HIV‐1 infection and replication are affected by host factors. Recent studies demonstrate that molecules from apoptotic pathways regulate HIV‐1 replication. Therefore, studies on effects of host factors that maintain host cell survival and influence HIV‐1 replication are critical to understanding the mechanisms of HIV‐1 replicative cycle. Using the susceptible Jurkat cell line, CD4 + T cells, and peripheral blood mononuclear cells (PBMCs), we studied the role of FLIP, an inhibitor of caspase‐8, in HIV‐1 production.
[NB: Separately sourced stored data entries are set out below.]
//! Render Resources - backend handle and state types
//!
//! Opaque handles and plain state descriptions shared between the
//! compositor and whatever graphics backend implements
//! [`GraphicsContext`](crate::GraphicsContext).

use serde::{Deserialize, Serialize};
use std::fmt;

macro_rules! backend_handle {
    ($(#[$meta:meta])* $name:ident, $label:literal) => {
        $(#[$meta])*
        #[derive(Clone, Copy, PartialEq, Eq, PartialOrd, Ord, Hash)]
        pub struct $name(pub u64);

        impl $name {
            /// Get the raw backend value
            pub fn raw(&self) -> u64 {
                self.0
            }
        }

        impl fmt::Debug for $name {
            fn fmt(&self, f: &mut fmt::Formatter<'_>) -> fmt::Result {
                write!(f, concat!($label, "({})"), self.0)
            }
        }
    };
}

backend_handle!(
    /// Backend texture (color buffer) handle
    TextureHandle,
    "Texture"
);
backend_handle!(
    /// Backend compiled effect (shader program) handle
    EffectHandle,
    "Effect"
);
backend_handle!(
    /// Backend vertex or index buffer handle
    BufferHandle,
    "Buffer"
);

/// Color target formats supported by the pool
#[derive(Clone, Copy, Debug, PartialEq, Eq, Hash, Serialize, Deserialize)]
#[serde(rename_all = "snake_case")]
pub enum TextureFormat {
    Rgba8Unorm,
    Bgra8Unorm,
    Rgba16Float,
    Rgba32Float,
}

impl TextureFormat {
    /// Bytes per pixel
    pub fn bytes_per_pixel(&self) -> usize {
        match self {
            Self::Rgba8Unorm | Self::Bgra8Unorm => 4,
            Self::Rgba16Float => 8,
            Self::Rgba32Float => 16,
        }
    }

    /// Check if the format stores values outside [0, 1]
    pub fn is_hdr(&self) -> bool {
        matches!(self, Self::Rgba16Float | Self::Rgba32Float)
    }
}

impl Default for TextureFormat {
    fn default() -> Self {
        Self::Rgba8Unorm
    }
}

/// Texture creation descriptor
#[derive(Clone, Debug, PartialEq, Eq, Hash)]
pub struct TextureDesc {
    pub width: u32,
    pub height: u32,
    pub format: TextureFormat,
    pub sample_count: u32,
}

impl TextureDesc {
    /// Single-sampled color texture
    pub fn color(width: u32, height: u32, format: TextureFormat) -> Self {
        Self {
            width: width.max(1),
            height: height.max(1),
            format,
            sample_count: 1,
        }
    }

    /// Size in bytes
    pub fn byte_size(&self) -> u64 {
        self.width as u64
            * self.height as u64
            * self.format.bytes_per_pixel() as u64
            * self.sample_count.max(1) as u64
    }
}

/// Linear RGBA color
#[derive(Clone, Copy, Debug, PartialEq, Serialize, Deserialize)]
pub struct Color {
    pub r: f32,
    pub g: f32,
    pub b: f32,
    pub a: f32,
}

impl Color {
    pub const TRANSPARENT: Self = Self::rgba(0.0, 0.0, 0.0, 0.0);
    pub const BLACK: Self = Self::rgba(0.0, 0.0, 0.0, 1.0);
    pub const WHITE: Self = Self::rgba(1.0, 1.0, 1.0, 1.0);

    pub const fn rgba(r: f32, g: f32, b: f32, a: f32) -> Self {
        Self { r, g, b, a }
    }

    pub const fn rgb(r: f32, g: f32, b: f32) -> Self {
        Self { r, g, b, a: 1.0 }
    }

    pub fn to_array(self) -> [f32; 4] {
        [self.r, self.g, self.b, self.a]
    }

    /// Color with every channel multiplied by `factor`
    pub fn scale(self, factor: f32) -> Self {
        Self::rgba(
            self.r * factor,
            self.g * factor,
            self.b * factor,
            self.a * factor,
        )
    }
}

impl Default for Color {
    fn default() -> Self {
        Self::TRANSPARENT
    }
}

impl From<[f32; 4]> for Color {
    fn from(v: [f32; 4]) -> Self {
        Self::rgba(v[0], v[1], v[2], v[3])
    }
}

/// Blend mode applied by the backend while a pass draws
#[derive(Clone, Copy, Debug, PartialEq, Eq, Hash, Serialize, Deserialize)]
#[serde(rename_all = "snake_case")]
pub enum AlphaMode {
    /// Opaque: source replaces destination
    Disabled,
    /// rgb = dst + src * src.a, destination alpha kept
    Add,
    /// Standard "over" compositing
    Combine,
    /// rgb = src * dst
    Multiply,
}

impl Default for AlphaMode {
    fn default() -> Self {
        Self::Disabled
    }
}

/// Stencil comparison
#[derive(Clone, Copy, Debug, PartialEq, Eq, Hash, Serialize, Deserialize)]
#[serde(rename_all = "snake_case")]
pub enum CompareFunction {
    Never,
    Less,
    Equal,
    LessEqual,
    Greater,
    NotEqual,
    GreaterEqual,
    Always,
}

impl CompareFunction {
    /// Evaluate `reference <op> value`
    pub fn test(&self, reference: u8, value: u8) -> bool {
        match self {
            Self::Never => false,
            Self::Less => reference < value,
            Self::Equal => reference == value,
            Self::LessEqual => reference <= value,
            Self::Greater => reference > value,
            Self::NotEqual => reference != value,
            Self::GreaterEqual => reference >= value,
            Self::Always => true,
        }
    }
}

/// Stencil test state
#[derive(Clone, Copy, Debug, PartialEq, Eq, Hash)]
pub struct StencilState {
    pub enabled: bool,
    pub func: CompareFunction,
    pub reference: u8,
    pub mask: u8,
}

impl StencilState {
    /// Stencil test off
    pub const fn disabled() -> Self {
        Self {
            enabled: false,
            func: CompareFunction::Always,
            reference: 0,
            mask: 0xFF,
        }
    }

    /// Stencil test on with the given comparison
    pub const fn test(func: CompareFunction, reference: u8) -> Self {
        Self {
            enabled: true,
            func,
            reference,
            mask: 0xFF,
        }
    }

    /// Whether a fragment over `value` passes
    pub fn passes(&self, value: u8) -> bool {
        !self.enabled || self.func.test(self.reference & self.mask, value & self.mask)
    }
}

impl Default for StencilState {
    fn default() -> Self {
        Self::disabled()
    }
}

/// Primitive topology for indexed draws
#[derive(Clone, Copy, Debug, PartialEq, Eq, Hash)]
pub enum DrawMode {
    Triangles,
    TriangleStrip,
}

/// A value for a named shader uniform
#[derive(Clone, Copy, Debug, PartialEq, Serialize, Deserialize)]
#[serde(rename_all = "snake_case")]
pub enum UniformValue {
    Float(f32),
    Vec2([f32; 2]),
    Vec3([f32; 3]),
    Vec4([f32; 4]),
    Int(i32),
}

impl UniformValue {
    /// Scalar view (first component)
    pub fn as_f32(&self) -> f32 {
        match *self {
            Self::Float(v) => v,
            Self::Vec2(v) => v[0],
            Self::Vec3(v) => v[0],
            Self::Vec4(v) => v[0],
            Self::Int(v) => v as f32,
        }
    }

    /// Vector view, padded with zeros
    pub fn as_vec4(&self) -> [f32; 4] {
        match *self {
            Self::Float(v) => [v, 0.0, 0.0, 0.0],
            Self::Vec2(v) => [v[0], v[1], 0.0, 0.0],
            Self::Vec3(v) => [v[0], v[1], v[2], 0.0],
            Self::Vec4(v) => v,
            Self::Int(v) => [v as f32, 0.0, 0.0, 0.0],
        }
    }
}

impl From<f32> for UniformValue {
    fn from(v: f32) -> Self {
        Self::Float(v)
    }
}

impl From<[f32; 2]> for UniformValue {
    fn from(v: [f32; 2]) -> Self {
        Self::Vec2(v)
    }
}

impl From<[f32; 3]> for UniformValue {
    fn from(v: [f32; 3]) -> Self {
        Self::Vec3(v)
    }
}

impl From<[f32; 4]> for UniformValue {
    fn from(v: [f32; 4]) -> Self {
        Self::Vec4(v)
    }
}

impl From<Color> for UniformValue {
    fn from(c: Color) -> Self {
        Self::Vec4(c.to_array())
    }
}

impl From<i32> for UniformValue {
    fn from(v: i32) -> Self {
        Self::Int(v)
    }
}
Full length cellular FLIP (cFLIP) inhibited HIV‐1 replication in these cells. cFLIP upregulated the expression of viral restriction factors, such as TRIM5, Apobec3G, and Bst2/tetherin, decreased nuclear factor 1C expression and inactivated ERK and p38 induced by HIV‐1 in Jurkat cells. cFLIP blocked the trafficking of gp120 and Gag p24 capsid protein into lipid rafts with inhibition of Tsg101 and Alix in ESCRT signaling pathway. cFLIP also promoted Bst2/tetherin trafficking into lipid rafts. These results indicate that cFLIP may inhibit the HIV‐1 replication cycle at multiple steps, including viral RNA release, transcription, traffic and assembly. We also found that cFLIP expression downregulated Fas expression and inactivated FADD in the Fas‐mediated apoptotic pathway. The inactivated FADD also inhibited HIV‐1 replication. J. Cell. Physiol. 228: 2305–2313, 2013. © 2013 Wiley Periodicals, Inc.